Uma política de crédito mais rígida foi a estratégia da Leader Magazine para combater a inadimplência. Começa a dar certo. No início de 2004, taxa de 2,8%. Um ano depois, esse índice caiu para 1,7%. Mas, diz Carlos Alberto Machado, diretor da empresa, é difícil identificar quando a compra não é feita para o dono do cartão:

- Para evitar isso, quem não comprova renda tem dificuldade de fechar com o nosso crediário.

A costureira Gisleine, porém, conseguiu driblar o sistema da empresa. Só que não teve como pagar pelas compras e ficou devendo cerca de R$300 à prima, que ficou inadimplente.

- Meu filho teve um acidente e sofri com os gastos. Não paguei o que devia à loja e não quis buscar financeiras nem agiotas. Minha prima ficou com o nome sujo.

Para Cecília Mattoso, diretora da ESPM do Rio, esses inadimplentes não se sentem devedores do primo ou do colega. Em vez disso, consideram-se em dívida com a loja.

- Se ele não pagar a prestação da TV, quem não recebe é a loja e não quem emprestou o nome - diz Cecília, frisando que a pessoa se sente obrigada moralmente a emprestar o nome a terceiros. - Sem políticas públicas, as pessoas se ajudam.
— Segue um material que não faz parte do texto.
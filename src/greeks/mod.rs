//! Finite-difference Greeks.
//!
//! [`bump_greeks`] differences any pricer exposed through [`BumpPricer`]; [`crr_greeks`]
//! applies it to the Cox-Ross-Rubinstein tree, which has no closed-form sensitivities.
//! Every bumped evaluation is a full reprice, so tree Greeks cost seven `O(N^2)` rollbacks.

use serde::{Deserialize, Serialize};

use crate::core::{ExerciseStyle, Greeks, OptionType, PricingError};
use crate::engines::tree::crr_price_with_exercise;
use crate::market::DAYS_PER_YEAR;

/// Default perturbation applied to spot, vol, rate and expiry.
pub const DEFAULT_BUMP: f64 = 1e-4;

/// Smallest expiry used by the backward theta bump.
pub const THETA_EXPIRY_FLOOR: f64 = 1e-6;

/// Pricer as a function of the bumped inputs `(spot, rate, vol, expiry)`.
pub trait BumpPricer {
    fn price(&self, spot: f64, rate: f64, vol: f64, expiry: f64) -> Result<f64, PricingError>;
}

impl<F> BumpPricer for F
where
    F: Fn(f64, f64, f64, f64) -> Result<f64, PricingError>,
{
    fn price(&self, spot: f64, rate: f64, vol: f64, expiry: f64) -> Result<f64, PricingError> {
        self(spot, rate, vol, expiry)
    }
}

/// Finite-difference settings.
#[derive(Debug, Clone, Copy, PartialEq, Serialize, Deserialize)]
#[serde(default)]
pub struct BumpConfig {
    /// Absolute perturbation shared by every input.
    pub epsilon: f64,
}

impl Default for BumpConfig {
    fn default() -> Self {
        Self {
            epsilon: DEFAULT_BUMP,
        }
    }
}

impl BumpConfig {
    pub fn validate(&self) -> Result<(), PricingError> {
        if !(self.epsilon.is_finite() && self.epsilon > 0.0) {
            return Err(PricingError::InvalidArgument(
                "bump epsilon must be finite and > 0".to_string(),
            ));
        }
        Ok(())
    }
}

/// Bump-and-reprice Greeks.
///
/// Central differences for delta, gamma, vega and rho. Theta is a backward one-sided
/// difference in expiry, `(P(T - eps) - P(T)) / eps`, reported per calendar day; when
/// `T - eps <= 0` the shortened expiry is floored at [`THETA_EXPIRY_FLOOR`].
///
/// # Examples
/// ```rust
/// use optionrisk::core::{OptionType, PricingError};
/// use optionrisk::engines::analytic::{bsm_greeks, bsm_price};
/// use optionrisk::greeks::bump_greeks;
///
/// let pricer = |s: f64, r: f64, v: f64, t: f64| {
///     Ok::<_, PricingError>(bsm_price(OptionType::Call, s, 100.0, r, 0.0, v, t))
/// };
/// let fd = bump_greeks(&pricer, 100.0, 0.05, 0.2, 1.0, 1e-4).unwrap();
/// let cf = bsm_greeks(OptionType::Call, 100.0, 100.0, 0.05, 0.0, 0.2, 1.0);
/// assert!((fd.delta - cf.delta).abs() < 1e-6);
/// ```
pub fn bump_greeks<P: BumpPricer>(
    pricer: &P,
    spot: f64,
    rate: f64,
    vol: f64,
    expiry: f64,
    epsilon: f64,
) -> Result<Greeks, PricingError> {
    if !(epsilon.is_finite() && epsilon > 0.0) {
        return Err(PricingError::InvalidArgument(
            "bump epsilon must be finite and > 0".to_string(),
        ));
    }

    let base = pricer.price(spot, rate, vol, expiry)?;

    let spot_up = pricer.price(spot + epsilon, rate, vol, expiry)?;
    let spot_dn = pricer.price(spot - epsilon, rate, vol, expiry)?;

    let shortened = if expiry - epsilon <= 0.0 {
        THETA_EXPIRY_FLOOR
    } else {
        expiry - epsilon
    };
    let expiry_dn = pricer.price(spot, rate, vol, shortened)?;

    let vol_up = pricer.price(spot, rate, vol + epsilon, expiry)?;
    let vol_dn = pricer.price(spot, rate, vol - epsilon, expiry)?;

    let rate_up = pricer.price(spot, rate + epsilon, vol, expiry)?;
    let rate_dn = pricer.price(spot, rate - epsilon, vol, expiry)?;

    Ok(Greeks {
        delta: (spot_up - spot_dn) / (2.0 * epsilon),
        gamma: (spot_up - 2.0 * base + spot_dn) / (epsilon * epsilon),
        theta: (expiry_dn - base) / epsilon / DAYS_PER_YEAR,
        vega: (vol_up - vol_dn) / (2.0 * epsilon),
        rho: (rate_up - rate_dn) / (2.0 * epsilon),
    })
}

/// Finite-difference Greeks of the American CRR price.
///
/// # Errors
/// Propagates [`PricingError::NumericallyInvalidTree`] from any bumped tree and
/// rejects a non-positive `epsilon`.
#[allow(clippy::too_many_arguments)]
pub fn crr_greeks(
    option_type: OptionType,
    spot: f64,
    strike: f64,
    rate: f64,
    dividend_yield: f64,
    vol: f64,
    expiry: f64,
    steps: usize,
    epsilon: f64,
) -> Result<Greeks, PricingError> {
    crr_greeks_with_exercise(
        ExerciseStyle::American,
        option_type,
        spot,
        strike,
        rate,
        dividend_yield,
        vol,
        expiry,
        steps,
        epsilon,
    )
}

/// [`crr_greeks`] with explicit exercise rights.
#[allow(clippy::too_many_arguments)]
pub fn crr_greeks_with_exercise(
    exercise: ExerciseStyle,
    option_type: OptionType,
    spot: f64,
    strike: f64,
    rate: f64,
    dividend_yield: f64,
    vol: f64,
    expiry: f64,
    steps: usize,
    epsilon: f64,
) -> Result<Greeks, PricingError> {
    let pricer = |s: f64, r: f64, v: f64, t: f64| {
        crr_price_with_exercise(exercise, option_type, s, strike, r, dividend_yield, v, t, steps)
    };
    bump_greeks(&pricer, spot, rate, vol, expiry, epsilon)
}

#[cfg(test)]
mod tests {
    use super::*;
    use crate::engines::analytic::{bsm_greeks, bsm_price};
    use approx::assert_relative_eq;

    #[test]
    fn finite_difference_matches_closed_form_greeks() {
        let (s, k, r, q, sigma, t) = (100.0, 95.0, 0.03, 0.01, 0.22, 0.8);
        for option_type in [OptionType::Call, OptionType::Put] {
            let pricer = |ss: f64, rr: f64, vv: f64, tt: f64| {
                Ok::<_, PricingError>(bsm_price(option_type, ss, k, rr, q, vv, tt))
            };

            let fd = bump_greeks(&pricer, s, r, sigma, t, DEFAULT_BUMP).unwrap();
            let cf = bsm_greeks(option_type, s, k, r, q, sigma, t);

            assert!((fd.delta - cf.delta).abs() < 1e-6);
            assert!((fd.gamma - cf.gamma).abs() < 1e-4);
            assert!((fd.vega - cf.vega).abs() < 1e-4);
            assert!((fd.theta - cf.theta).abs() < 1e-5);
            assert!((fd.rho - cf.rho).abs() < 1e-4);
        }
    }

    #[test]
    fn european_tree_greeks_track_black_scholes() {
        let g = crr_greeks_with_exercise(
            ExerciseStyle::European,
            OptionType::Call,
            100.0,
            100.0,
            0.05,
            0.0,
            0.2,
            1.0,
            200,
            DEFAULT_BUMP,
        )
        .unwrap();
        let cf = bsm_greeks(OptionType::Call, 100.0, 100.0, 0.05, 0.0, 0.2, 1.0);

        assert!((g.delta - cf.delta).abs() < 2e-3);
        assert!((g.vega - cf.vega).abs() < 0.2);
        assert!((g.rho - cf.rho).abs() < 0.1);
        assert!((g.theta - cf.theta).abs() < 1e-3);
    }

    #[test]
    fn american_put_tree_greeks_have_expected_signs() {
        let g = crr_greeks(OptionType::Put, 100.0, 100.0, 0.05, 0.0, 0.2, 1.0, 200, DEFAULT_BUMP)
            .unwrap();

        assert!(g.delta < 0.0 && g.delta > -1.0);
        // The tree price is piecewise linear in spot; only convexity is guaranteed.
        assert!(g.gamma.is_finite() && g.gamma > -1e-5);
        assert!(g.theta < 0.0);
        assert!(g.vega > 0.0);
        assert!(g.rho < 0.0);
        assert_relative_eq!(g.delta, -0.419_619_819_802_541_4, epsilon = 1e-6);
    }

    #[test]
    fn theta_bump_is_floored_near_expiry() {
        let seen = std::cell::RefCell::new(Vec::new());
        let pricer = |s: f64, _r: f64, _v: f64, t: f64| {
            seen.borrow_mut().push(t);
            Ok::<_, PricingError>(s)
        };

        let g = bump_greeks(&pricer, 100.0, 0.05, 0.2, 5e-5, DEFAULT_BUMP).unwrap();
        assert!(seen.borrow().contains(&THETA_EXPIRY_FLOOR));
        assert_relative_eq!(g.delta, 1.0, epsilon = 1e-9);
        assert_eq!(g.theta, 0.0);
    }

    #[test]
    fn tree_errors_propagate() {
        assert!(matches!(
            crr_greeks(OptionType::Call, 100.0, 100.0, 0.05, 0.0, 0.0, 1.0, 50, DEFAULT_BUMP),
            Err(PricingError::NumericallyInvalidTree { .. })
        ));
    }

    #[test]
    fn rejects_non_positive_bump() {
        let pricer = |s: f64, _r: f64, _v: f64, _t: f64| Ok::<_, PricingError>(s);
        assert!(bump_greeks(&pricer, 100.0, 0.05, 0.2, 1.0, 0.0).is_err());
        assert!(BumpConfig { epsilon: -1.0 }.validate().is_err());
        assert!(BumpConfig::default().validate().is_ok());
    }
}
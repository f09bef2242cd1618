//! Engine-wide numerical settings.
//!
//! [`EngineConfig`] gathers the implied-vol solver settings, the finite-difference bump
//! and the tree-size cap a host enforces before pricing. Every field has a default, so
//! a partial JSON document is enough.
//!
//! # Examples
//! ```rust
//! use optionrisk::config::EngineConfig;
//!
//! let cfg = EngineConfig::from_json(r#"{ "max_tree_steps": 500, "bump": { "epsilon": 1e-3 } }"#)
//!     .unwrap();
//! assert_eq!(cfg.max_tree_steps, 500);
//! assert_eq!(cfg.implied_vol.max_iterations, 100);
//! assert!(cfg.tree_engine(1_000).is_err());
//! ```

use serde::{Deserialize, Serialize};

use crate::core::{PricingError, from_json};
use crate::engines::tree::BinomialTreeEngine;
use crate::greeks::BumpConfig;
use crate::vol::implied::ImpliedVolConfig;

/// Largest tree accepted by [`EngineConfig::tree_engine`] unless overridden.
pub const DEFAULT_MAX_TREE_STEPS: usize = 10_000;

#[derive(Debug, Clone, Copy, PartialEq, Serialize, Deserialize)]
#[serde(default)]
pub struct EngineConfig {
    pub implied_vol: ImpliedVolConfig,
    pub bump: BumpConfig,
    pub max_tree_steps: usize,
}

impl Default for EngineConfig {
    fn default() -> Self {
        Self {
            implied_vol: ImpliedVolConfig::default(),
            bump: BumpConfig::default(),
            max_tree_steps: DEFAULT_MAX_TREE_STEPS,
        }
    }
}

impl EngineConfig {
    /// Parses and validates a JSON document.
    pub fn from_json(payload: &str) -> Result<Self, PricingError> {
        let cfg: Self = from_json(payload)
            .map_err(|e| PricingError::InvalidArgument(format!("engine config: {e}")))?;
        cfg.validate()?;
        Ok(cfg)
    }

    pub fn validate(&self) -> Result<(), PricingError> {
        self.implied_vol.validate()?;
        self.bump.validate()?;
        if self.max_tree_steps == 0 {
            return Err(PricingError::InvalidArgument(
                "max_tree_steps must be > 0".to_string(),
            ));
        }
        Ok(())
    }

    /// Tree engine with `steps` checked against `max_tree_steps` and this config's bump.
    pub fn tree_engine(&self, steps: usize) -> Result<BinomialTreeEngine, PricingError> {
        if steps == 0 || steps > self.max_tree_steps {
            return Err(PricingError::InvalidArgument(format!(
                "tree steps must be in 1..={}, got {steps}",
                self.max_tree_steps
            )));
        }
        Ok(BinomialTreeEngine::new(steps).with_bump(self.bump.epsilon))
    }
}
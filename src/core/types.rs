use std::fmt;
use std::str::FromStr;

use super::PricingError;

/// Plain-vanilla option side.
#[derive(Debug, Clone, Copy, PartialEq, Eq, Hash, serde::Serialize, serde::Deserialize)]
#[serde(rename_all = "lowercase")]
pub enum OptionType {
    /// Call option payoff profile.
    Call,
    /// Put option payoff profile.
    Put,
}

impl OptionType {
    /// Returns +1.0 for calls and -1.0 for puts.
    pub fn sign(self) -> f64 {
        match self {
            Self::Call => 1.0,
            Self::Put => -1.0,
        }
    }

    /// Intrinsic value `max(0, S - K)` for calls and `max(0, K - S)` for puts.
    #[inline]
    pub fn intrinsic(self, spot: f64, strike: f64) -> f64 {
        match self {
            Self::Call => (spot - strike).max(0.0),
            Self::Put => (strike - spot).max(0.0),
        }
    }
}

impl fmt::Display for OptionType {
    fn fmt(&self, f: &mut fmt::Formatter<'_>) -> fmt::Result {
        match self {
            Self::Call => f.write_str("call"),
            Self::Put => f.write_str("put"),
        }
    }
}

impl FromStr for OptionType {
    type Err = PricingError;

    /// Parses `"call"` / `"put"` (case-insensitive, surrounding whitespace ignored).
    fn from_str(raw: &str) -> Result<Self, Self::Err> {
        match raw.trim().to_ascii_lowercase().as_str() {
            "call" => Ok(Self::Call),
            "put" => Ok(Self::Put),
            other => Err(PricingError::InvalidArgument(format!(
                "option type must be 'call' or 'put', got '{other}'"
            ))),
        }
    }
}

/// Direction of a single option leg.
#[derive(Debug, Clone, Copy, PartialEq, Eq, Hash, serde::Serialize, serde::Deserialize)]
#[serde(rename_all = "lowercase")]
pub enum Position {
    /// Bought option: premium paid, payoff received.
    Long,
    /// Written option: premium received, payoff owed.
    Short,
}

impl Position {
    /// Returns +1.0 for long and -1.0 for short.
    pub fn sign(self) -> f64 {
        match self {
            Self::Long => 1.0,
            Self::Short => -1.0,
        }
    }
}

impl fmt::Display for Position {
    fn fmt(&self, f: &mut fmt::Formatter<'_>) -> fmt::Result {
        match self {
            Self::Long => f.write_str("long"),
            Self::Short => f.write_str("short"),
        }
    }
}

impl FromStr for Position {
    type Err = PricingError;

    fn from_str(raw: &str) -> Result<Self, Self::Err> {
        match raw.trim().to_ascii_lowercase().as_str() {
            "long" => Ok(Self::Long),
            "short" => Ok(Self::Short),
            other => Err(PricingError::InvalidArgument(format!(
                "position must be 'long' or 'short', got '{other}'"
            ))),
        }
    }
}

/// Exercise rights for an option contract.
#[derive(Debug, Clone, Copy, PartialEq, Eq, serde::Serialize, serde::Deserialize)]
#[serde(rename_all = "lowercase")]
pub enum ExerciseStyle {
    /// Exercise only at expiry.
    European,
    /// Exercise at any time up to expiry.
    American,
}

#[cfg(test)]
mod tests {
    use super::*;

    #[test]
    fn option_type_parses_case_insensitively() {
        assert_eq!("call".parse::<OptionType>(), Ok(OptionType::Call));
        assert_eq!(" PUT ".parse::<OptionType>(), Ok(OptionType::Put));
        assert_eq!(OptionType::Put.to_string(), "put");
    }

    #[test]
    fn unknown_option_type_is_invalid_argument() {
        let err = "straddle".parse::<OptionType>().unwrap_err();
        assert!(matches!(err, PricingError::InvalidArgument(_)));
    }

    #[test]
    fn unknown_position_is_invalid_argument() {
        assert_eq!("Short".parse::<Position>(), Ok(Position::Short));
        assert!(matches!(
            "flat".parse::<Position>(),
            Err(PricingError::InvalidArgument(_))
        ));
    }

    #[test]
    fn intrinsic_matches_payoff_profile() {
        assert_eq!(OptionType::Call.intrinsic(110.0, 100.0), 10.0);
        assert_eq!(OptionType::Call.intrinsic(90.0, 100.0), 0.0);
        assert_eq!(OptionType::Put.intrinsic(90.0, 100.0), 10.0);
        assert_eq!(OptionType::Put.intrinsic(110.0, 100.0), 0.0);
    }

    #[test]
    fn enums_serialize_lowercase() {
        let json = serde_json::to_string(&(OptionType::Call, Position::Short)).unwrap();
        assert_eq!(json, r#"["call","short"]"#);
        let back: ExerciseStyle = serde_json::from_str(r#""american""#).unwrap();
        assert_eq!(back, ExerciseStyle::American);
    }
}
Cecília lembra que esses consumidores estão conscientes dos juros que pagam num crediário, segundo a pesquisa da ESPM. Assim como dos encargos dos cartões de crédito - acessível também aos pobres, diz ela, ao contrário do que afirmara semana passada o presidente Lula ao criticar os brasileiros por não tirarem "o traseiro da cadeira" para buscar juros mais baixos.

'Usei duas vezes cartão de parentes'

Para o economista da Fecomércio-RJ João Gomes, essa consciência dos juros indica amadurecimento do consumidor.

- Apesar da inadimplência, os índices da economia mostram que o consumidor compra mais e aproveita mais o crédito consignado.

A doméstica Marlene Filgueiras, que tem renda de R$400 mensais, diz que comprou "duas vezes com cartão de parentes". Mas foi quando ficou desempregada que ficou com o nome sujo na praça:

- Não tinha como provar renda para ter cartão, pedi ajuda e comprei. Mas não houve problema nem precisei pagar juros e encargos.